//! Tournament, team, player and match models as read from the store.

use chrono::{DateTime, Datelike, NaiveDate, Utc};
use serde::{Deserialize, Serialize};
use std::fmt;
use std::str::FromStr;

/// Tournament ID type
pub type TournamentId = i64;

/// Team ID type
pub type TeamId = i64;

/// Match ID type
pub type MatchId = i64;

/// Lifecycle status shared by tournaments and matches.
#[derive(Debug, Clone, Copy, PartialEq, Eq, Hash, Serialize, Deserialize)]
#[serde(rename_all = "snake_case")]
pub enum Status {
    /// Not started yet
    Scheduled,
    /// Currently being played
    InProgress,
    /// Completed; scores are final
    Finished,
}

impl Status {
    /// Canonical lowercase label
    pub fn as_str(&self) -> &'static str {
        match self {
            Status::Scheduled => "scheduled",
            Status::InProgress => "in_progress",
            Status::Finished => "finished",
        }
    }
}

impl fmt::Display for Status {
    fn fmt(&self, f: &mut fmt::Formatter<'_>) -> fmt::Result {
        f.write_str(self.as_str())
    }
}

/// Error returned when a status label is not recognised.
#[derive(Debug, Clone, PartialEq, Eq, thiserror::Error)]
#[error("unknown status: {0}")]
pub struct UnknownStatus(pub String);

impl FromStr for Status {
    type Err = UnknownStatus;

    /// Accepts the canonical labels and the legacy Spanish ones still present
    /// in older rows.
    fn from_str(s: &str) -> Result<Self, Self::Err> {
        match s.trim().to_lowercase().as_str() {
            "scheduled" | "programado" => Ok(Status::Scheduled),
            "in_progress" | "en_curso" => Ok(Status::InProgress),
            "finished" | "finalizado" => Ok(Status::Finished),
            other => Err(UnknownStatus(other.to_string())),
        }
    }
}

/// Tournament header
#[derive(Debug, Clone, PartialEq, Eq, Serialize, Deserialize)]
pub struct Tournament {
    pub id: TournamentId,
    pub name: String,
    pub discipline: String,
    pub season: Option<String>,
    pub status: Status,
    pub start_date: Option<NaiveDate>,
    pub end_date: Option<NaiveDate>,
    pub organizer_id: Option<i64>,
}

impl Tournament {
    /// `"<discipline> - <season>"`, the subtitle used by most reports
    pub fn discipline_and_season(&self) -> String {
        format!(
            "{} - {}",
            self.discipline,
            self.season.as_deref().unwrap_or_default()
        )
    }
}

/// Team registered to a tournament
#[derive(Debug, Clone, PartialEq, Eq, Serialize, Deserialize)]
pub struct Team {
    pub id: TeamId,
    pub name: String,
    pub color: Option<String>,
    pub tournament_id: TournamentId,
    pub representative: Option<String>,
    pub representative_phone: Option<String>,
}

/// Team with its aggregated player count, for team listings
#[derive(Debug, Clone, PartialEq, Eq, Serialize, Deserialize)]
pub struct TeamSummary {
    pub team: Team,
    pub player_count: i64,
}

/// Team together with the name of the tournament it plays in
#[derive(Debug, Clone, PartialEq, Eq, Serialize, Deserialize)]
pub struct TeamProfile {
    pub team: Team,
    pub tournament_name: String,
}

/// Player on a team roster
#[derive(Debug, Clone, PartialEq, Eq, Serialize, Deserialize)]
pub struct Player {
    pub id: i64,
    pub first_name: String,
    pub last_name: String,
    pub birth_date: Option<NaiveDate>,
    pub shirt_number: i32,
    pub position: Option<String>,
    pub team_id: TeamId,
    pub registered_at: DateTime<Utc>,
}

impl Player {
    pub fn full_name(&self) -> String {
        format!("{} {}", self.first_name, self.last_name)
    }

    /// Age in whole years on the given date
    pub fn age_on(&self, on: NaiveDate) -> Option<i32> {
        let birth = self.birth_date?;
        let mut age = on.year() - birth.year();
        if (on.month(), on.day()) < (birth.month(), birth.day()) {
            age -= 1;
        }
        Some(age)
    }
}

/// A scheduled or played match
#[derive(Debug, Clone, PartialEq, Eq, Serialize, Deserialize)]
pub struct Match {
    pub id: MatchId,
    pub tournament_id: TournamentId,
    pub home_team_id: TeamId,
    pub away_team_id: TeamId,
    pub scheduled_at: DateTime<Utc>,
    pub venue: Option<String>,
    pub status: Status,
    pub home_score: Option<i32>,
    pub away_score: Option<i32>,
    pub notes: Option<String>,
}

impl Match {
    /// Final score, only when the match is finished and both scores are set
    pub fn final_score(&self) -> Option<(i32, i32)> {
        match (self.status, self.home_score, self.away_score) {
            (Status::Finished, Some(home), Some(away)) => Some((home, away)),
            _ => None,
        }
    }

    /// `"home - away"` when finished, otherwise the uppercased status
    pub fn result_label(&self) -> String {
        match self.final_score() {
            Some((home, away)) => format!("{home} - {away}"),
            None => self.status.as_str().to_uppercase(),
        }
    }
}

/// Match joined with the display names of both teams
#[derive(Debug, Clone, PartialEq, Eq, Serialize, Deserialize)]
pub struct FixtureEntry {
    #[serde(flatten)]
    pub game: Match,
    pub home_team_name: String,
    pub away_team_name: String,
}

_What is required_. What lines in the data above contain the word "impl"? Show them all.

_Answer to this task_.
impl Status {
impl fmt::Display for Status {
impl FromStr for Status {
impl Tournament {
impl Player {
impl Match {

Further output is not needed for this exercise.